§ What the task requires
Take the records below from their first line to the line with "tool to execute", and restate those lines word for word.

§ Provided data
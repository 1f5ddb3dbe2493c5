//! `jobcrew schema`: print the parameter schema the agent registers with.

use jobcrew_gateway::JobSearchCrew;

pub fn run() -> Result<(), Box<dyn std::error::Error>> {
    println!("{}", serde_json::to_string_pretty(&JobSearchCrew::schema())?);
    Ok(())
}
//! Executor trait — the abstraction over the crew execution engine.
//!
//! The workflow layer never calls an LLM directly. It renders a [`Crew`] and
//! hands it to an `Executor`, which decides how each task is carried out and
//! returns the final artifact.

use async_trait::async_trait;

use crate::crew::{Crew, WorkflowResult};
use crate::error::ExecutionError;

/// Runs an ordered crew and returns the final task's text.
///
/// Implementations must run tasks in crew order and supply each task's
/// declared context from the outputs of earlier tasks.
#[async_trait]
pub trait Executor: Send + Sync {
    /// A human-readable name for this engine (e.g., "llm", "scripted").
    fn name(&self) -> &str;

    /// Execute every task in the crew.
    async fn execute(&self, crew: &Crew) -> std::result::Result<WorkflowResult, ExecutionError>;
}
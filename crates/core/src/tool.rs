//! Tool trait — the abstraction over agent capabilities.
//!
//! Tools let an agent reach outside the model, e.g. to search the web for
//! current job listings. Each agent profile names the tools it may use; the
//! registry only exposes those to the model.

use async_trait::async_trait;
use serde::{Deserialize, Serialize};
use std::collections::HashMap;

use crate::error::ToolError;
use crate::provider::ToolDefinition;

/// A request to execute a tool.
#[derive(Debug, Clone, Serialize, Deserialize)]
pub struct ToolCall {
    /// Unique call ID (matches the LLM's tool_call.id)
    pub id: String,

    /// Name of the tool to execute
    pub name: String,

    /// Arguments as a JSON value
    pub arguments: serde_json::Value,
}

/// The result of a tool execution.
#[derive(Debug, Clone, Serialize, Deserialize)]
pub struct ToolResult {
    /// The call ID this result is for
    pub call_id: String,

    /// Whether the tool executed successfully
    pub success: bool,

    /// The output content fed back to the model
    pub output: String,

    /// Optional structured data
    #[serde(default, skip_serializing_if = "Option::is_none")]
    pub data: Option<serde_json::Value>,
}

/// The core Tool trait.
#[async_trait]
pub trait Tool: Send + Sync {
    /// The unique name of this tool (e.g., "web_search").
    fn name(&self) -> &str;

    /// A description of what this tool does (sent to the LLM).
    fn description(&self) -> &str;

    /// JSON Schema describing this tool's parameters.
    fn parameters_schema(&self) -> serde_json::Value;

    /// Execute the tool with the given arguments.
    async fn execute(&self, arguments: serde_json::Value) -> std::result::Result<ToolResult, ToolError>;

    /// Convert this tool into a ToolDefinition for sending to the LLM.
    fn to_definition(&self) -> ToolDefinition {
        ToolDefinition {
            name: self.name().to_string(),
            description: self.description().to_string(),
            parameters: self.parameters_schema(),
        }
    }
}

/// A registry of available tools.
pub struct ToolRegistry {
    tools: HashMap<String, Box<dyn Tool>>,
}

impl ToolRegistry {
    pub fn new() -> Self {
        Self {
            tools: HashMap::new(),
        }
    }

    /// Register a tool. Replaces any existing tool with the same name.
    pub fn register(&mut self, tool: Box<dyn Tool>) {
        let name = tool.name().to_string();
        self.tools.insert(name, tool);
    }

    /// Definitions for the named tools, in the order given.
    ///
    /// Names that are not registered are skipped.
    pub fn definitions_for(&self, names: &[String]) -> Vec<ToolDefinition> {
        names
            .iter()
            .filter_map(|n| self.tools.get(n))
            .map(|t| t.to_definition())
            .collect()
    }

    /// Execute a call, refusing tools outside `allowed`.
    pub async fn execute_allowed(
        &self,
        call: &ToolCall,
        allowed: &[String],
    ) -> std::result::Result<ToolResult, ToolError> {
        if !allowed.iter().any(|n| n == &call.name) {
            return Err(ToolError::NotFound(call.name.clone()));
        }
        let tool = self
            .tools
            .get(&call.name)
            .ok_or_else(|| ToolError::NotFound(call.name.clone()))?;
        let mut result = tool.execute(call.arguments.clone()).await?;
        result.call_id = call.id.clone();
        Ok(result)
    }
}

impl Default for ToolRegistry {
    fn default() -> Self {
        Self::new()
    }
}
//! HTTP surface for the jobcrew agent.
//!
//! Exposes the registered crew to remote callers:
//!
//! - `GET /health`: liveness
//! - `GET /schema`: the advertised parameter schema
//! - `POST /kickoff`: run the crew with criteria overrides
//!
//! Built on Axum. The server runs until its shutdown channel fires.

pub mod facade;
pub mod registration;

use std::sync::Arc;

use axum::extract::DefaultBodyLimit;
use axum::{
    Router,
    extract::State,
    http::StatusCode,
    response::Json,
    routing::{get, post},
};
use jobcrew_core::CriteriaUpdate;
use serde::Serialize;
use tokio::net::TcpListener;
use tokio::sync::oneshot;
use tracing::{info, warn};

pub use facade::JobSearchCrew;
pub use registration::{
    HttpRegistrar, ParameterSchema, ParameterSpec, RegistrationError, RegistrationOutcome,
    RegistrationRequest, Registrar,
};

type SharedCrew = Arc<JobSearchCrew>;

/// Build the Axum router with all gateway routes.
pub fn build_router(crew: SharedCrew) -> Router {
    Router::new()
        .route("/health", get(health_handler))
        .route("/schema", get(schema_handler))
        .route("/kickoff", post(kickoff_handler))
        .layer(DefaultBodyLimit::max(1024 * 1024))
        .layer(tower_http::trace::TraceLayer::new_for_http())
        .with_state(crew)
}

/// Serve until `shutdown` fires or its sender is dropped.
pub async fn serve(
    listener: TcpListener,
    crew: SharedCrew,
    shutdown: oneshot::Receiver<()>,
) -> std::io::Result<()> {
    let addr = listener.local_addr()?;
    info!(%addr, "Gateway listening");

    axum::serve(listener, build_router(crew))
        .with_graceful_shutdown(async move {
            let _ = shutdown.await;
        })
        .await?;

    info!("Gateway shut down");
    Ok(())
}

// --- Handlers ---

#[derive(Serialize)]
struct HealthResponse {
    status: &'static str,
    version: &'static str,
}

async fn health_handler() -> Json<HealthResponse> {
    Json(HealthResponse {
        status: "ok",
        version: env!("CARGO_PKG_VERSION"),
    })
}

async fn schema_handler() -> Json<ParameterSchema> {
    Json(JobSearchCrew::schema())
}

#[derive(Serialize)]
struct KickoffResponse {
    result: String,
}

#[derive(Serialize)]
struct ErrorResponse {
    error: String,
}

async fn kickoff_handler(
    State(crew): State<SharedCrew>,
    body: Option<Json<Option<CriteriaUpdate>>>,
) -> Result<Json<KickoffResponse>, (StatusCode, Json<ErrorResponse>)> {
    // No body, or a JSON `null`, runs with the stored criteria.
    let update = body.and_then(|Json(update)| update).unwrap_or_default();
    match crew.kickoff(&update).await {
        Ok(result) => Ok(Json(KickoffResponse {
            result: result.text,
        })),
        Err(e) => {
            warn!(error = %e, "Kickoff failed");
            Err((
                StatusCode::BAD_GATEWAY,
                Json(ErrorResponse {
                    error: e.to_string(),
                }),
            ))
        }
    }
}

#[cfg(test)]
mod tests {
    use super::*;
    use async_trait::async_trait;
    use axum::body::Body;
    use axum::http::Request;
    use http_body_util::BodyExt;
    use jobcrew_agent::WorkflowRunner;
    use jobcrew_core::{
        Crew, ExecutionError, Executor, SearchCriteria, TaskId, TaskOutput, WorkflowResult,
    };
    use tower::ServiceExt;

    /// Answers with the job title the crew was built for.
    struct EchoTitleExecutor;

    #[async_trait]
    impl Executor for EchoTitleExecutor {
        fn name(&self) -> &str {
            "echo"
        }

        async fn execute(&self, crew: &Crew) -> Result<WorkflowResult, ExecutionError> {
            let first = &crew.tasks[0].description;
            let title = if first.contains("Data Scientist") {
                "Data Scientist"
            } else {
                "Software Engineer"
            };
            WorkflowResult::from_outputs(vec![TaskOutput {
                task: TaskId::OpportunityCuration,
                agent_role: "curator".into(),
                text: format!("guide for {title}"),
            }])
            .ok_or(ExecutionError::EmptyCrew)
        }
    }

    struct DownExecutor;

    #[async_trait]
    impl Executor for DownExecutor {
        fn name(&self) -> &str {
            "down"
        }

        async fn execute(&self, _crew: &Crew) -> Result<WorkflowResult, ExecutionError> {
            Err(ExecutionError::Engine("provider unreachable".into()))
        }
    }

    fn test_crew(executor: Arc<dyn Executor>) -> SharedCrew {
        let base =
            SearchCriteria::new("Software Engineer", "San Francisco", "Senior", "Python, React, AWS");
        Arc::new(JobSearchCrew::new(base, WorkflowRunner::new(executor)))
    }

    async fn body_json(response: axum::response::Response) -> serde_json::Value {
        let bytes = response.into_body().collect().await.unwrap().to_bytes();
        serde_json::from_slice(&bytes).unwrap()
    }

    fn kickoff_request(body: &str) -> Request<Body> {
        Request::builder()
            .method("POST")
            .uri("/kickoff")
            .header("content-type", "application/json")
            .body(Body::from(body.to_string()))
            .unwrap()
    }

    #[tokio::test]
    async fn health_endpoint() {
        let app = build_router(test_crew(Arc::new(EchoTitleExecutor)));

        let req = Request::builder()
            .uri("/health")
            .body(Body::empty())
            .unwrap();

        let response = app.oneshot(req).await.unwrap();
        assert_eq!(response.status(), StatusCode::OK);
        assert_eq!(body_json(response).await["status"], "ok");
    }

    #[tokio::test]
    async fn schema_endpoint() {
        let app = build_router(test_crew(Arc::new(EchoTitleExecutor)));
        let req = Request::builder().uri("/schema").body(Body::empty()).unwrap();

        let response = app.oneshot(req).await.unwrap();
        assert_eq!(response.status(), StatusCode::OK);
        let json = body_json(response).await;
        assert_eq!(json.as_object().unwrap().len(), 8);
        assert_eq!(json["location"]["required"], true);
        assert_eq!(json["user_preferences"]["type"], "str");
    }

    #[tokio::test]
    async fn kickoff_with_empty_body_uses_base() {
        let app = build_router(test_crew(Arc::new(EchoTitleExecutor)));

        let response = app.oneshot(kickoff_request("{}")).await.unwrap();
        assert_eq!(response.status(), StatusCode::OK);
        assert_eq!(body_json(response).await["result"], "guide for Software Engineer");
    }

    #[tokio::test]
    async fn kickoff_with_null_body_uses_base() {
        let app = build_router(test_crew(Arc::new(EchoTitleExecutor)));

        let response = app.oneshot(kickoff_request("null")).await.unwrap();
        assert_eq!(response.status(), StatusCode::OK);
        assert_eq!(body_json(response).await["result"], "guide for Software Engineer");
    }

    #[tokio::test]
    async fn kickoff_without_body_uses_base() {
        let app = build_router(test_crew(Arc::new(EchoTitleExecutor)));
        let req = Request::builder()
            .method("POST")
            .uri("/kickoff")
            .body(Body::empty())
            .unwrap();

        let response = app.oneshot(req).await.unwrap();
        assert_eq!(response.status(), StatusCode::OK);
        assert_eq!(body_json(response).await["result"], "guide for Software Engineer");
    }

    #[tokio::test]
    async fn kickoff_applies_overrides() {
        let app = build_router(test_crew(Arc::new(EchoTitleExecutor)));

        let response = app
            .oneshot(kickoff_request(r#"{"job_title": "Data Scientist", "unknown": "x"}"#))
            .await
            .unwrap();
        assert_eq!(response.status(), StatusCode::OK);
        assert_eq!(body_json(response).await["result"], "guide for Data Scientist");
    }

    #[tokio::test]
    async fn kickoff_rejects_non_string_values() {
        let app = build_router(test_crew(Arc::new(EchoTitleExecutor)));

        let response = app.oneshot(kickoff_request(r#"{"job_title": 7}"#)).await.unwrap();
        assert!(response.status().is_client_error());
    }

    #[tokio::test]
    async fn kickoff_failure_is_bad_gateway() {
        let app = build_router(test_crew(Arc::new(DownExecutor)));

        let response = app.oneshot(kickoff_request("{}")).await.unwrap();
        assert_eq!(response.status(), StatusCode::BAD_GATEWAY);
        let json = body_json(response).await;
        assert!(json["error"].as_str().unwrap().contains("provider unreachable"));
    }

    #[tokio::test]
    async fn serve_stops_on_shutdown_signal() {
        let listener = TcpListener::bind("127.0.0.1:0").await.unwrap();
        let (tx, rx) = oneshot::channel();
        let handle = tokio::spawn(serve(listener, test_crew(Arc::new(EchoTitleExecutor)), rx));

        tx.send(()).unwrap();
        let served = tokio::time::timeout(std::time::Duration::from_secs(5), handle)
            .await
            .expect("server did not stop")
            .unwrap();
        assert!(served.is_ok());
    }
}
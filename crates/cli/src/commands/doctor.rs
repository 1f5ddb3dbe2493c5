//! `jobcrew doctor`: diagnose configuration and credentials.

use jobcrew_config::{AGENTVERSE_API_KEY, AppConfig, OPENAI_API_KEY, SERPER_API_KEY};

pub async fn run() -> Result<(), Box<dyn std::error::Error>> {
    println!("🩺 jobcrew Doctor: System Diagnostics");
    println!("======================================\n");

    let mut issues = 0;

    let config_path = AppConfig::config_dir().join("config.toml");
    if config_path.exists() {
        println!("  ✅ Config file found at {}", config_path.display());
    } else {
        println!("  ℹ️  No config file at {}, defaults apply", config_path.display());
    }

    let config = match AppConfig::load() {
        Ok(config) => {
            println!("  ✅ Config valid (model {}, port {})", config.llm.model, config.registration.port);
            Some(config)
        }
        Err(e) => {
            println!("  ❌ Config invalid: {e}");
            issues += 1;
            None
        }
    };

    for name in [AGENTVERSE_API_KEY, OPENAI_API_KEY, SERPER_API_KEY] {
        let present = std::env::var(name).is_ok_and(|v| !v.trim().is_empty());
        if present {
            println!("  ✅ {name} set");
        } else {
            println!("  ❌ {name} not found in environment");
            issues += 1;
        }
    }

    if let (Some(config), Ok(key)) = (&config, std::env::var(OPENAI_API_KEY)) {
        let provider = jobcrew_providers::build_from_config(&config.llm, &key);
        match provider.health_check().await {
            Ok(true) => println!("  ✅ LLM endpoint reachable ({})", config.llm.base_url),
            Ok(false) => {
                println!("  ⚠️  LLM endpoint rejected the key ({})", config.llm.base_url);
                issues += 1;
            }
            Err(e) => {
                println!("  ❌ LLM endpoint unreachable: {e}");
                issues += 1;
            }
        }
    }

    println!();
    if issues == 0 {
        println!("  🎉 All checks passed!");
    } else {
        println!("  ⚠️  {issues} issue(s) found. See above for details.");
    }

    Ok(())
}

§ Answer box
repository 1f5ddb3dbe2493c5
//! `jobcrew schema`: print the parameter schema the agent registers with.

use jobcrew_gateway::JobSearchCrew;

pub fn run() -> Result<(), Box<dyn std::error::Error>> {
    println!("{}", serde_json::to_string_pretty(&JobSearchCrew::schema())?);
    Ok(())
}
//! Executor trait — the abstraction over the crew execution engine.
//!
//! The workflow layer never calls an LLM directly. It renders a [`Crew`] and
//! hands it to an `Executor`, which decides how each task is carried out and
//! returns the final artifact.

use async_trait::async_trait;

use crate::crew::{Crew, WorkflowResult};
use crate::error::ExecutionError;

/// Runs an ordered crew and returns the final task's text.
///
/// Implementations must run tasks in crew order and supply each task's
/// declared context from the outputs of earlier tasks.
#[async_trait]
pub trait Executor: Send + Sync {
    /// A human-readable name for this engine (e.g., "llm", "scripted").
    fn name(&self) -> &str;

    /// Execute every task in the crew.
    async fn execute(&self, crew: &Crew) -> std::result::Result<WorkflowResult, ExecutionError>;
}
filename crates/core/src/tool.rs
//! Tool trait — the abstraction over agent capabilities.
//!
//! Tools let an agent reach outside the model, e.g. to search the web for
//! current job listings. Each agent profile names the tools it may use; the
//! registry only exposes those to the model.

use async_trait::async_trait;
use serde::{Deserialize, Serialize};
use std::collections::HashMap;

use crate::error::ToolError;
use crate::provider::ToolDefinition;

/// A request to execute a tool.
#[derive(Debug, Clone, Serialize, Deserialize)]
pub struct ToolCall {
    /// Unique call ID (matches the LLM's tool_call.id)
    pub id: String,

    /// Name of the tool to execute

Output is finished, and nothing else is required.